How do you solve a problem like Procurement?

Governments and their public sector organisations operate in volatile, uncertain, complex and ambiguous contexts and must contend with a variety of challenges, such as digital transformation, energy poverty, environmental degradation, climate change and inequality… In such a context, it cannot be assumed that existing structures, processes and interventions remain the most appropriate or effective means for the public sector to achieve its purpose and deliver upon government and citizen needs and expectations“. From the OECD declaration on Public Sector Innovation

Every day at the Connected Places Catapult, I am excited by emerging technologies, applied solutions, and brilliant businesses. At the same time, I grow concerned that as a country we are only making slow progress in harnessing these innovations to deliver benefits for places and the people who live in them.

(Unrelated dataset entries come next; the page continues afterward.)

//! Type aliases for commonly used shared-state types.
//!
//! Complex nested types like `Arc<Mutex<Option<T>>>` obscure intent. The
//! aliases here give them names that say what they are for and keep the
//! locking strategy (`parking_lot`) in one place.

use parking_lot::Mutex;
use std::cell::RefCell;
use std::rc::Rc;
use std::sync::Arc;

/// A reference-counted, interior-mutable wrapper for single-threaded sharing.
///
/// Use when mutable state is shared within one thread (e.g. a UI event loop).
pub type Shared<T> = Rc<RefCell<T>>;

/// A thread-safe, mutex-protected wrapper for cross-thread sharing.
///
/// Uses `parking_lot::Mutex`; lock guards are not poisoned on panic.
pub type ThreadSafe<T> = Arc<Mutex<T>>;

/// A thread-safe optional wrapper for lazily-initialized state.
pub type ThreadSafeOption<T> = Arc<Mutex<Option<T>>>;

/// Wraps a value for single-threaded sharing.
pub fn shared<T>(value: T) -> Shared<T> {
    Rc::new(RefCell::new(value))
}

/// Wraps a value for cross-thread sharing.
pub fn thread_safe<T>(value: T) -> ThreadSafe<T> {
    Arc::new(Mutex::new(value))
}
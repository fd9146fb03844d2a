//! # SketchKit Canvas
//!
//! Pointer-anchored zoom-and-pan navigation for a 2D drawing surface.
//!
//! As the user scrolls, the viewport zooms in or out while the point under
//! the pointer stays visually fixed, within configured zoom bounds.
//!
//! ## Architecture
//!
//! ```text
//! wheel event
//!   └─> SurfaceBinding::handle_wheel
//!         └─> ZoomPanController::next_viewport   (pure transform)
//!               └─> CanvasStore::set_zoom / set_pan
//!                     └─> observers (render surface re-applies transform)
//! ```
//!
//! - [`CanvasConfig`]: immutable construction-time configuration, validated
//!   up front.
//! - [`CanvasStore`]: observable store for the viewport and interaction
//!   flags with synchronous, ordered change notification.
//! - [`ZoomPanController`]: pure logic converting a wheel input into the
//!   next (zoom, pan) pair.
//! - [`SurfaceBinding`]: owns the rendering collaborator, wires input to
//!   the controller and store changes to the visible transform, and tears
//!   everything down exactly once.

pub mod config;
pub mod controller;
pub mod state;
pub mod surface;
pub mod viewport;

pub use config::{CanvasConfig, DimensionSettings, RenderSettings, ViewportSettings};
pub use controller::{WheelInput, ZoomPanController};
pub use state::{CanvasState, CanvasStore, InteractionFlags, SubscriptionId};
pub use surface::{RenderSurface, SurfaceBinding};
pub use viewport::Viewport;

As a Catapult charged with tackling market failures, we have sought to understand the reasons for this slow progress. Ask any business seeking to provide services to the public sector what their greatest challenge is and you will hear that public procurement is a serious problem. Ask pioneering place leaders what is stopping them from harnessing the creativity of the market to solve their pressing service and policy challenges and you will get the same answer: our procurement policy doesn’t allow it.

This is not just an issue confined to the UK. In May 2019, the UK became a signatory to a wide ranging and ambitious OECD declaration, which committed us to make the public sector more innovative.

So in response to this widely recognised market failure, and rising to the OECD’s call to action, we have instigated this new project which we have called Challenging Procurement. We will be undertaking new research and seeking to engage experts from across the ecosystem as we explore this issue. I am eager to hear from place leaders, procurement professionals, commissioners and innovators in local services, and from those endeavouring to sell into that market about your experiences of public procurement and encouraging examples of pioneering practice.

Thank you to those public sector leaders and experts who have already contributed to our understanding of this topic. We will pool these insights (which you can read more about in this post summarising a recent roundtable) with new ones generated as the project progresses. We will share those findings with all of you, and use them to frame our own plans to support innovation in public procurement from now on.

Our ambition in undertaking this work is to identify some practical actions which will remove obstacles to innovation and create opportunities for new solutions. I hope that you share our vision, and will join us in the journey ahead to solve the problem of procurement.